[Records from a data source]
BEGIN

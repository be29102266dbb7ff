//! Console capability: line-oriented input (stream 0) and raw output (stream 1).

use alloc::{string::String, vec::Vec};
use crossbeam_queue::ArrayQueue;

pub trait Console: Send {
    /// Next line of interactive input without its newline, or `None` once
    /// input is exhausted.
    fn read_line(&mut self) -> Option<String>;

    fn write(&mut self, bytes: &[u8]);
}

/// Console fed by the host: pending input lines wait in a bounded queue and
/// output accumulates in memory.
pub struct BufferedConsole {
    input: ArrayQueue<String>,
    output: Vec<u8>,
}

impl BufferedConsole {
    pub fn new(input_capacity: usize) -> Self {
        Self {
            input: ArrayQueue::new(input_capacity),
            output: Vec::new(),
        }
    }

    /// Queues a line of input; hands it back if the queue is full.
    pub fn feed_line(&self, line: &str) -> Result<(), String> {
        self.input.push(String::from(line))
    }

    pub fn output(&self) -> &[u8] {
        &self.output
    }

    pub fn take_output(&mut self) -> Vec<u8> {
        core::mem::take(&mut self.output)
    }
}

impl Console for BufferedConsole {
    fn read_line(&mut self) -> Option<String> {
        self.input.pop()
    }

    fn write(&mut self, bytes: &[u8]) {
        self.output.extend_from_slice(bytes);
    }
}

END

Return each entry exactly. Leave none out.

repository be29102266dbb7ff
//! Console capability: line-oriented input (stream 0) and raw output (stream 1).

use alloc::{string::String, vec::Vec};
use crossbeam_queue::ArrayQueue;

pub trait Console: Send {
    /// Next line of interactive input without its newline, or `None` once
    /// input is exhausted.
    fn read_line(&mut self) -> Option<String>;

    fn write(&mut self, bytes: &[u8]);
}

/// Console fed by the host: pending input lines wait in a bounded queue and
/// output accumulates in memory.
pub struct BufferedConsole {
    input: ArrayQueue<String>,
    output: Vec<u8>,
}

impl BufferedConsole {
    pub fn new(input_capacity: usize) -> Self {
        Self {
            input: ArrayQueue::new(input_capacity),
            output: Vec::new(),
        }
    }

    /// Queues a line of input; hands it back if the queue is full.
    pub fn feed_line(&self, line: &str) -> Result<(), String> {
        self.input.push(String::from(line))
    }

    pub fn output(&self) -> &[u8] {
        &self.output
    }

    pub fn take_output(&mut self) -> Vec<u8> {
        core::mem::take(&mut self.output)
    }
}

impl Console for BufferedConsole {
    fn read_line(&mut self) -> Option<String> {
        self.input.pop()
    }

    fn write(&mut self, bytes: &[u8]) {
        self.output.extend_from_slice(bytes);
    }
}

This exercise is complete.